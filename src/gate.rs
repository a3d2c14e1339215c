//! Submission pacing
//!
//! The portal throttles accounts and addresses that send requests in quick
//! succession, so every submission has to pass through a [`RateGate`] first.
//! Operators can confirm each request by hand ([`InteractiveGate`]) or let a
//! fixed cooldown pace the run ([`CooldownGate`]). After a refused request the
//! same batch is retried on a [`BackoffPolicy`] schedule.

use async_trait::async_trait;
use std::io::BufRead;
use std::sync::{Arc, Mutex};
use std::time::Duration;
use tokio::time::Instant;
use tokio_util::sync::CancellationToken;

use crate::batch::Batch;
use crate::config::RetryConfig;
use crate::error::DlTdvmsError;

type Result<T> = std::result::Result<T, DlTdvmsError>;

/// Go-ahead for the next submission
#[async_trait]
pub trait RateGate: Send {
    /// Wait until `batch` may be submitted
    async fn acquire(&mut self, batch: &Batch, cancel: &CancellationToken) -> Result<()>;

    /// Called once a submission round-trip finished, successful or not
    fn submitted(&mut self) {}
}

/// Sleep for `duration` unless cancelled first
pub async fn sleep_or_cancel(duration: Duration, cancel: &CancellationToken) -> Result<()> {
    tokio::select! {
        _ = cancel.cancelled() => Err(DlTdvmsError::Cancelled),
        _ = tokio::time::sleep(duration) => Ok(()),
    }
}

/// Enforces a minimum interval between consecutive submissions
pub struct CooldownGate {
    interval: Duration,
    last: Option<Instant>,
}

impl CooldownGate {
    pub fn new(interval: Duration) -> Self {
        Self {
            interval,
            last: None,
        }
    }
}

#[async_trait]
impl RateGate for CooldownGate {
    async fn acquire(&mut self, batch: &Batch, cancel: &CancellationToken) -> Result<()> {
        if let Some(last) = self.last {
            let ready_at = last + self.interval;
            let now = Instant::now();
            if ready_at > now {
                let wait = ready_at - now;
                tracing::info!(
                    batch = batch.index,
                    wait_secs = wait.as_secs(),
                    "Cooling down before next request"
                );
                sleep_or_cancel(wait, cancel).await?;
            }
        }
        if cancel.is_cancelled() {
            return Err(DlTdvmsError::Cancelled);
        }
        Ok(())
    }

    fn submitted(&mut self) {
        self.last = Some(Instant::now());
    }
}

type SharedReader = Arc<Mutex<Box<dyn BufRead + Send>>>;

/// Waits for the operator to press enter before each submission.
/// Typing `q` (or closing the input) stops the run.
pub struct InteractiveGate {
    input: SharedReader,
}

impl InteractiveGate {
    pub fn new() -> Self {
        Self::with_reader(std::io::BufReader::new(std::io::stdin()))
    }

    pub fn with_reader<R: BufRead + Send + 'static>(reader: R) -> Self {
        Self {
            input: Arc::new(Mutex::new(Box::new(reader))),
        }
    }
}

impl Default for InteractiveGate {
    fn default() -> Self {
        Self::new()
    }
}

#[async_trait]
impl RateGate for InteractiveGate {
    async fn acquire(&mut self, batch: &Batch, cancel: &CancellationToken) -> Result<()> {
        println!();
        println!(
            "Press enter to request batch {} ({} stations, {}), or q to stop: ",
            batch.index,
            batch.len(),
            batch.data_format
        );

        // plain thread: runtime shutdown waits for spawn_blocking tasks
        let input = self.input.clone();
        let (tx, rx) = tokio::sync::oneshot::channel();
        std::thread::spawn(move || {
            let mut line = String::new();
            let read = match input.lock() {
                Ok(mut reader) => reader.read_line(&mut line).map(|n| (n, line)),
                Err(_) => Err(std::io::Error::other("input reader poisoned")),
            };
            let _ = tx.send(read);
        });

        let (bytes, line) = tokio::select! {
            _ = cancel.cancelled() => return Err(DlTdvmsError::Cancelled),
            read = rx => read
                .map_err(|_| DlTdvmsError::Io(std::io::Error::other("input reader stopped")))??,
        };

        if bytes == 0 || line.trim().eq_ignore_ascii_case("q") {
            tracing::info!("Stopped by operator");
            return Err(DlTdvmsError::Cancelled);
        }
        Ok(())
    }
}

/// Exponential backoff for retrying a refused submission
#[derive(Debug, Clone)]
pub struct BackoffPolicy {
    pub max_attempts: u32,
    pub initial_delay: Duration,
    pub max_delay: Duration,
    pub multiplier: f64,
}

impl BackoffPolicy {
    /// Delay before retry number `attempt` (1-based)
    pub fn delay_for(&self, attempt: u32) -> Duration {
        let factor = self.multiplier.powi(attempt.saturating_sub(1) as i32);
        let secs = self.initial_delay.as_secs_f64() * factor;
        Duration::from_secs_f64(secs.min(self.max_delay.as_secs_f64()))
    }

    /// Whether another attempt is allowed after `attempt` failures
    pub fn should_retry(&self, attempt: u32) -> bool {
        attempt < self.max_attempts
    }

    pub async fn wait(&self, attempt: u32, cancel: &CancellationToken) -> Result<()> {
        let delay = self.delay_for(attempt);
        tracing::warn!(
            attempt,
            max_attempts = self.max_attempts,
            delay_secs = delay.as_secs(),
            "Waiting before retrying request"
        );
        sleep_or_cancel(delay, cancel).await
    }
}

impl From<&RetryConfig> for BackoffPolicy {
    fn from(config: &RetryConfig) -> Self {
        Self {
            max_attempts: config.max_attempts,
            initial_delay: Duration::from_secs(config.initial_delay),
            max_delay: Duration::from_secs(config.max_delay),
            multiplier: config.backoff_multiplier,
        }
    }
}

#[cfg(test)]
mod tests {
    use super::*;
    use crate::selection::DataFormat;
    use std::io::Cursor;

    fn batch() -> Batch {
        Batch {
            index: 4,
            data_format: DataFormat::Mseed,
            stations: Vec::new(),
        }
    }

    #[tokio::test(start_paused = true)]
    async fn test_cooldown_waits_between_submissions() {
        let cancel = CancellationToken::new();
        let mut gate = CooldownGate::new(Duration::from_secs(120));

        let start = Instant::now();
        gate.acquire(&batch(), &cancel).await.unwrap();
        assert_eq!(start.elapsed(), Duration::ZERO);
        gate.submitted();

        gate.acquire(&batch(), &cancel).await.unwrap();
        assert!(start.elapsed() >= Duration::from_secs(120));
    }

    #[tokio::test(start_paused = true)]
    async fn test_cooldown_is_cancellable() {
        let cancel = CancellationToken::new();
        let mut gate = CooldownGate::new(Duration::from_secs(3600));
        gate.submitted();

        let trigger = cancel.clone();
        tokio::spawn(async move {
            tokio::time::sleep(Duration::from_secs(1)).await;
            trigger.cancel();
        });
        assert!(matches!(
            gate.acquire(&batch(), &cancel).await,
            Err(DlTdvmsError::Cancelled)
        ));
    }

    #[tokio::test]
    async fn test_interactive_gate_reads_lines() {
        let cancel = CancellationToken::new();
        let mut gate = InteractiveGate::with_reader(Cursor::new(b"\n\nq\n".to_vec()));
        gate.acquire(&batch(), &cancel).await.unwrap();
        gate.acquire(&batch(), &cancel).await.unwrap();
        assert!(matches!(
            gate.acquire(&batch(), &cancel).await,
            Err(DlTdvmsError::Cancelled)
        ));
        // end of input also stops
        assert!(gate.acquire(&batch(), &cancel).await.is_err());
    }

    /// Input that never arrives while the sender is alive
    struct Stalled(std::sync::mpsc::Receiver<Vec<u8>>);

    impl std::io::Read for Stalled {
        fn read(&mut self, buf: &mut [u8]) -> std::io::Result<usize> {
            let data = self.0.recv().map_err(|_| std::io::Error::other("closed"))?;
            let n = data.len().min(buf.len());
            buf[..n].copy_from_slice(&data[..n]);
            Ok(n)
        }
    }

    #[test]
    fn test_cancelled_prompt_does_not_block_shutdown() {
        let (_keep, rx) = std::sync::mpsc::channel();
        let runtime = tokio::runtime::Builder::new_multi_thread()
            .enable_all()
            .build()
            .unwrap();
        let cancel = CancellationToken::new();

        let result = runtime.block_on(async {
            let mut gate = InteractiveGate::with_reader(std::io::BufReader::new(Stalled(rx)));
            let trigger = cancel.clone();
            tokio::spawn(async move {
                tokio::time::sleep(Duration::from_millis(20)).await;
                trigger.cancel();
            });
            gate.acquire(&batch(), &cancel).await
        });
        assert!(matches!(result, Err(DlTdvmsError::Cancelled)));

        let started = std::time::Instant::now();
        drop(runtime);
        assert!(started.elapsed() < Duration::from_secs(2));
    }

    #[test]
    fn test_backoff_schedule() {
        let policy = BackoffPolicy {
            max_attempts: 4,
            initial_delay: Duration::from_secs(60),
            max_delay: Duration::from_secs(200),
            multiplier: 2.0,
        };
        assert_eq!(policy.delay_for(1), Duration::from_secs(60));
        assert_eq!(policy.delay_for(2), Duration::from_secs(120));
        assert_eq!(policy.delay_for(3), Duration::from_secs(200));
        assert!(policy.should_retry(3));
        assert!(!policy.should_retry(4));
    }
}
□ □ □ □ □
PROBLEM TO SOLVE: Output exactly what runs from the line with "assert_eq!(policy.delay_for(2), Duration::from_secs(120));" to the final line above, both lines included, and nothing else.

RESULT OF THE EXERCISE:
        assert_eq!(policy.delay_for(2), Duration::from_secs(120));
        assert_eq!(policy.delay_for(3), Duration::from_secs(200));
        assert!(policy.should_retry(3));
        assert!(!policy.should_retry(4));
    }
}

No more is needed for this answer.